Extend Through Feature This allows you to identify features with which to align, along the current

route direction.

Orient to Point This directs the handle either directly to a point feature or rotates about the vertical axis, maintaining horizontal offset, when a linear feature is


Align with Direction This allows you to identify features with which the handle is to be aligned.

Explicit Direction This gives the Enter Direction for <direction> Axis form which lets you enter

an explicit direction for the handle.

Component Choice This allows you to select the type of Component that is created by the Routing Handle when a change in direction occurs. The Component can be set to either Elbows or Bends.

Distance Feedback This allows you to select how the Routing Handle displays distance

feedback. This can be set to either Offset (offset from the previous handle’s position), Leg Length (distance of the handle from the last previous change in direction’s position), or FromOrigin (distance of the handle from the previous Component’s origin position). Use the D 'hotkey' to cycle through

the options.

Show Rotation Handles This toggles the display of the Rotation Handles (selected by default).

Cancel This returns the handle and selection to its original state before the drag The following option is only available when the end being routed to is ill-defined, i.e. there is no End Route Handle displayed:

Connect To This enables you to select an element which the route end can be connected to, eg unconnected Nozzles, Tees etc.

The following options are available on the Extend Handle on completion of a drag, i.e. when the secondary mouse button has been used to drag the handle and no special actions are active:

Extend This leaves the handle at the shown position.

Cancel This returns the handle and selection to its original state before the drag. The following options are available when in “snap to feature mode” and the end being routed to is ill-defined or unconnected and the identified feature is a connectable p-point of an item to which an end can be connected, e.g. a Nozzle with no connection reference set:

Extend This leaves the handle at the shown position

Connect This leaves the handle at the shown position and connects the ill-defined

end to the identified target.

Connect and Complete This establishes a connection to the identified item and completes the route and exits the route mode when applicable.

Cancel This returns the handle back to its original state before the drag.

The following options are available when in “snap to feature mode” and the end being routed to is well defined and the identified feature is the End Route Handle.

Extend leaves the handle at the shown position

Complete completes the route and exits the route mode when applicable.


2.19 Rotational Handle Pop-ups

The following options are available on the Rotation Handle before a drag

Enter Value This gives the Rotate Selection About form, enabling you to enter a value to rotate the graphical selection about the selected rotational axis

Orient to Point This allows you to pick a p-line through a point with which to orient the Rotation Handle.

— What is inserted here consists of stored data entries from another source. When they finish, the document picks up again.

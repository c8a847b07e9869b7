//! Canonical keyed collection backing one live table.

use std::cmp::Ordering;
use std::collections::HashSet;
use std::fmt::Debug;
use std::hash::Hash;

use chrono::NaiveDate;

/// Binds an entity schema to the table engine: key extraction, filter
/// targets and per-column comparators. One implementation per entity type
/// replaces the per-table copies of the merge/filter/sort logic.
pub trait TableRecord: Clone + Send + Sync + 'static {
    type Key: Clone + Eq + Hash + Debug + Send + Sync + 'static;

    fn key(&self) -> Self::Key;

    /// Text field targeted by the toolbar search filter.
    fn search_text(&self) -> &str;

    /// Wire label of the record's status, matched exactly by the status tabs.
    fn status_label(&self) -> &'static str;

    /// Date used by the range filter. Records without one never match a
    /// bounded range.
    fn event_date(&self) -> Option<NaiveDate> {
        None
    }

    /// Comparator backing sortable columns, keyed by column id. Unknown
    /// fields compare equal, which leaves the incoming order untouched.
    fn compare_field(&self, other: &Self, field: &str) -> Ordering;
}

/// Ordered collection of entities, unique by key. Newly created entities are
/// prepended; updated entities keep their position.
#[derive(Debug, Clone)]
pub struct EntityStore<R: TableRecord> {
    rows: Vec<R>,
}

impl<R: TableRecord> Default for EntityStore<R> {
    fn default() -> Self {
        Self::new()
    }
}

impl<R: TableRecord> EntityStore<R> {
    pub fn new() -> Self {
        Self { rows: Vec::new() }
    }

    pub fn len(&self) -> usize {
        self.rows.len()
    }

    pub fn is_empty(&self) -> bool {
        self.rows.is_empty()
    }

    /// Last-applied-wins merge of one entity: replaces in place when the key
    /// is already present, otherwise inserts at the front.
    pub fn upsert(&mut self, entity: R) {
        let key = entity.key();
        match self.rows.iter().position(|row| row.key() == key) {
            Some(index) => self.rows[index] = entity,
            None => self.rows.insert(0, entity),
        }
    }

    /// Removes the entity with the given key; no-op when absent.
    pub fn remove(&mut self, key: &R::Key) -> bool {
        let before = self.rows.len();
        self.rows.retain(|row| row.key() != *key);
        self.rows.len() != before
    }

    pub fn remove_all<'a, I>(&mut self, keys: I)
    where
        I: IntoIterator<Item = &'a R::Key>,
        R::Key: 'a,
    {
        let doomed: HashSet<&R::Key> = keys.into_iter().collect();
        if doomed.is_empty() {
            return;
        }
        self.rows.retain(|row| !doomed.contains(&row.key()));
    }

    /// Establishes the snapshot baseline. Rows already present were applied
    /// from push events after the view mounted and are at least as fresh as
    /// the bulk read, so they win; snapshot rows with unseen keys are
    /// appended in snapshot order.
    pub fn apply_snapshot(&mut self, baseline: Vec<R>) {
        if self.rows.is_empty() {
            self.rows = baseline;
            return;
        }
        let seen: HashSet<R::Key> = self.rows.iter().map(TableRecord::key).collect();
        for row in baseline {
            if !seen.contains(&row.key()) {
                self.rows.push(row);
            }
        }
    }

    /// Frozen copy of the collection; no live reference escapes the store.
    pub fn snapshot(&self) -> Vec<R> {
        self.rows.clone()
    }
}

#[cfg(test)]
#[path = "tests/store_tests.rs"]
mod tests;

Align with Direction This allows you to identify features with which the handle is to be aligned. Planes will be displayed to indicate a p-point direction (pointer symbol) or a p-line direction (symbol). Clicking and releasing the SHIFT key will reverse the direction of the handle.

Align With Thisdisplays the Enter Direction For <direction> Axis form which allows you to align the handle with a specified direction, or as close as possible to the given direction, about the axis of the Branch.

Rotate Handle Allows you to rotate the Locator Handle, using the same movement options as the main Rotation Handle menu. These options move the Locator Handle only, they do not move the Graphical Selection. Alternatively a 'freehand' movement of the Rotate Handle can be accomplished by clicking the H key with the handle selected and the left mouse button held down.

The Locator Handle may be rotated independently of the Graphical Selection in order to change the frame of reference for the next operation on the Graphical Selection.

Rotate Handle>To World This option aligns the Locator Handle with the World co-ordinate system, without rotating the Graphical Selection.

The Locator Handle Y axis points North, and the Z axis points Up.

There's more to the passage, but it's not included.